→ What is required: Count every line below that holds "stored". Number only.
Records for processing: Begin
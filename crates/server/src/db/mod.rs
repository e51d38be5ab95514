//! Database operations for the GreenCart `PostgreSQL` store.
//!
//! # Schema: `greencart`
//!
//! - `users` - Account records (seeded; authentication happens upstream)
//! - `products` - Catalog, read-only over HTTP
//! - `addresses` - Delivery addresses owned by users
//! - `orders` - One row per checkout; line items stored as a JSONB document
//!
//! Writes are single-row statements; there is no cross-request locking.
//!
//! # Migrations
//!
//! Migrations are stored in `crates/server/migrations/` and run via:
//! ```bash
//! cargo run -p greencart-cli -- migrate
//! ```

pub mod addresses;
pub mod orders;
pub mod products;
pub mod users;

use std::time::Duration;

use secrecy::ExposeSecret;
use sqlx::PgPool;
use sqlx::postgres::PgPoolOptions;
use thiserror::Error;

pub use addresses::{AddressRepository, NewAddress};
pub use orders::{NewOrder, OrderRepository};
pub use products::{NewProduct, ProductRepository};
pub use users::UserRepository;

/// Errors returned by repository operations.
#[derive(Debug, Error)]
pub enum RepositoryError {
    /// Database error from sqlx.
    #[error("database error: {0}")]
    Database(#[from] sqlx::Error),

    /// Data in the database is corrupted or invalid.
    #[error("data corruption: {0}")]
    DataCorruption(String),

    /// Requested entity was not found.
    #[error("not found")]
    NotFound,

    /// Constraint violation (e.g., duplicate payment reference).
    #[error("constraint violation: {0}")]
    Conflict(String),
}

impl RepositoryError {
    /// Map unique violations to `Conflict`, everything else to `Database`.
    pub(crate) fn from_insert(err: sqlx::Error, what: &str) -> Self {
        if let sqlx::Error::Database(ref db_err) = err
            && db_err.is_unique_violation()
        {
            return Self::Conflict(format!("{what} already exists"));
        }
        Self::Database(err)
    }
}

/// Create a `PostgreSQL` connection pool with sensible defaults.
///
/// # Arguments
///
/// * `database_url` - `PostgreSQL` connection string (wrapped in `SecretString`)
///
/// # Errors
///
/// Returns `sqlx::Error` if the connection cannot be established.
pub async fn create_pool(database_url: &secrecy::SecretString) -> Result<PgPool, sqlx::Error> {
    PgPoolOptions::new()
        .max_connections(10)
        .min_connections(2)
        .acquire_timeout(Duration::from_secs(10))
        .connect(database_url.expose_secret())
        .await
}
Records for processing: End
→ Solution to the problem: 2